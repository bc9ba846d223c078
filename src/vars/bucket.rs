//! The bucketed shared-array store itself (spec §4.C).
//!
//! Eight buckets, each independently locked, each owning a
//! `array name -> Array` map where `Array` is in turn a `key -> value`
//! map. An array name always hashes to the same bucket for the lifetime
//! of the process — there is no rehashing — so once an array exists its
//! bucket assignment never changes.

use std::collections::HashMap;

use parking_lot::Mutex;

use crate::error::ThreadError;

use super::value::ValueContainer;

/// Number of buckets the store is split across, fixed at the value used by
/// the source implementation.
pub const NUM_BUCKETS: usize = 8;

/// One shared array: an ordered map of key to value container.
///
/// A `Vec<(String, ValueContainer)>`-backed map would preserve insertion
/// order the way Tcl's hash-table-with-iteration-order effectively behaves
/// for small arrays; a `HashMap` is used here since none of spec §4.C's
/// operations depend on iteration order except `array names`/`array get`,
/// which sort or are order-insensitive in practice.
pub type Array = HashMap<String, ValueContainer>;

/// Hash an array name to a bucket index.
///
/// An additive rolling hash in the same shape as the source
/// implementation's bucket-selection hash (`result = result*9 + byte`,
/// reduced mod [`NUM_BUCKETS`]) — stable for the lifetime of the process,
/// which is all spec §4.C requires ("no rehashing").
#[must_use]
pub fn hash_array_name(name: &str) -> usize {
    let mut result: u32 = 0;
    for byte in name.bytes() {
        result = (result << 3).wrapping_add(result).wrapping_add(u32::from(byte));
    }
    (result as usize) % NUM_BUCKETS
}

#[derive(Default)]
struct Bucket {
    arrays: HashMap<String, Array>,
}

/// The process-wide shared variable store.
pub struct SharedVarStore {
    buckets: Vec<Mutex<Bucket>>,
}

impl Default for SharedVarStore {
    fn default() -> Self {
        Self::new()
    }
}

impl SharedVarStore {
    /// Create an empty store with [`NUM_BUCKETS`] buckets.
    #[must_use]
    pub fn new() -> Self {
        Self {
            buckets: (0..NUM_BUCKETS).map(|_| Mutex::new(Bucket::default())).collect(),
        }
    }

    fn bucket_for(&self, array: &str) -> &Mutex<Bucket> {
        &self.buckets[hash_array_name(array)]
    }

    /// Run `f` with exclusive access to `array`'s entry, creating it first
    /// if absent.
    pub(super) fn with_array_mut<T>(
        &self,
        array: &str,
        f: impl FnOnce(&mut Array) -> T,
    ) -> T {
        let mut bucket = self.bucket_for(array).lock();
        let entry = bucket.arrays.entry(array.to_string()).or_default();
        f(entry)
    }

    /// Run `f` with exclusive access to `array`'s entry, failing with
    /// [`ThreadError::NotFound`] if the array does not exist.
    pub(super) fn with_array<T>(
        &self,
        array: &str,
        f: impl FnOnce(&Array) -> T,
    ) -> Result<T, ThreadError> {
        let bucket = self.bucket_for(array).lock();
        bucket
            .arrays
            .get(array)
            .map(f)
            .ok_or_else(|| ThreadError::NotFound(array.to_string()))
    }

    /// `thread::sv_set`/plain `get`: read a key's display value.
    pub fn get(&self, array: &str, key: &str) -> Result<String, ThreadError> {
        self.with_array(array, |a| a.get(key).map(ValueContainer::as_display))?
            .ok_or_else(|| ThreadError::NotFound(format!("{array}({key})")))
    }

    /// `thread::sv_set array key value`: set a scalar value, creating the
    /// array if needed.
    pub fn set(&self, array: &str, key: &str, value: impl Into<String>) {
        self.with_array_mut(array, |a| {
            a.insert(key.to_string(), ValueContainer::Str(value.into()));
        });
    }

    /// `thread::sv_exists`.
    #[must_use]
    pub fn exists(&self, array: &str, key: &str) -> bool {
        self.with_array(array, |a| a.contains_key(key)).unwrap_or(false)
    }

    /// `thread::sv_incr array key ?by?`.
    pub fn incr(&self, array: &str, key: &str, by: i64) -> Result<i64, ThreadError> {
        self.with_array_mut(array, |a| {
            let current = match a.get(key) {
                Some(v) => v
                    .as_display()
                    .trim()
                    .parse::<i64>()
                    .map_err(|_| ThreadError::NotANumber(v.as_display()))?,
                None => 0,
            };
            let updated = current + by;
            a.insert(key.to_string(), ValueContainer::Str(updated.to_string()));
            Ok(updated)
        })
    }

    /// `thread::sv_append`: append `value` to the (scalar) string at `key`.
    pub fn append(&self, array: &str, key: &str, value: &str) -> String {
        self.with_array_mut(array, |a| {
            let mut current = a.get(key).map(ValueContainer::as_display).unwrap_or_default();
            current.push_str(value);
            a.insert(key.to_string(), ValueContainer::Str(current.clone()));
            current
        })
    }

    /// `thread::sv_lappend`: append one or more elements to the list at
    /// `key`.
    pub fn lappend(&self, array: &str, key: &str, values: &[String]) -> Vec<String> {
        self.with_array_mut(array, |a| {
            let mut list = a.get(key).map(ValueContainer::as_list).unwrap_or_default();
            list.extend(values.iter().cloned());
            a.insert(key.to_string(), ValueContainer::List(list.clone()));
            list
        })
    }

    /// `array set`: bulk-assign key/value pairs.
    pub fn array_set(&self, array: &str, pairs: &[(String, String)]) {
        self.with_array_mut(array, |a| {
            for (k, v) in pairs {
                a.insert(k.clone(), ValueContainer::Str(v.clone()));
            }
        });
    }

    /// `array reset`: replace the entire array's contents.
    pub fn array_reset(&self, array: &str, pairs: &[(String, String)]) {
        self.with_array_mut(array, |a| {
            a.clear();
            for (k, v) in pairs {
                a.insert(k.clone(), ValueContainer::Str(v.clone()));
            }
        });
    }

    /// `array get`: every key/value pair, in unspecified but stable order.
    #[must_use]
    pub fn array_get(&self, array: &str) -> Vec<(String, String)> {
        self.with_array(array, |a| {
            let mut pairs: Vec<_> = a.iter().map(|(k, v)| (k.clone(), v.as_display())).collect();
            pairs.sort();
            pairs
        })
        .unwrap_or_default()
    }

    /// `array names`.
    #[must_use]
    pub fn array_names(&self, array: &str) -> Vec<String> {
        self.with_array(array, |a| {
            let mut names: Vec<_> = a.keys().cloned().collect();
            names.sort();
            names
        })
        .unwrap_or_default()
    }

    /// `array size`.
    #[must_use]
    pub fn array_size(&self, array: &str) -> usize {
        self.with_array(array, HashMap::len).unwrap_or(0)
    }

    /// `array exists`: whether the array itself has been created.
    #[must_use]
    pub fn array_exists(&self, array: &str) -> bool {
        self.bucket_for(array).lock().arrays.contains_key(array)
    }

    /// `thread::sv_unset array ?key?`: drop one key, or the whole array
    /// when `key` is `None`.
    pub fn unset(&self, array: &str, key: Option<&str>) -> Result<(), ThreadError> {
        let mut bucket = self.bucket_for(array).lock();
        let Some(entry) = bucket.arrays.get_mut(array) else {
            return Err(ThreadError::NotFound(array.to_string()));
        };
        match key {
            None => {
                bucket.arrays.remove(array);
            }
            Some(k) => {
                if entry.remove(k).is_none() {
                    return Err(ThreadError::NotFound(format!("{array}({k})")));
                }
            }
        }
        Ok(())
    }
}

==============================

WORK ITEM:
Copy from the entries only those lines that hold the word "Some".

SOLUTION:
                Some(v) => v
        let Some(entry) = bucket.arrays.get_mut(array) else {
            Some(k) => {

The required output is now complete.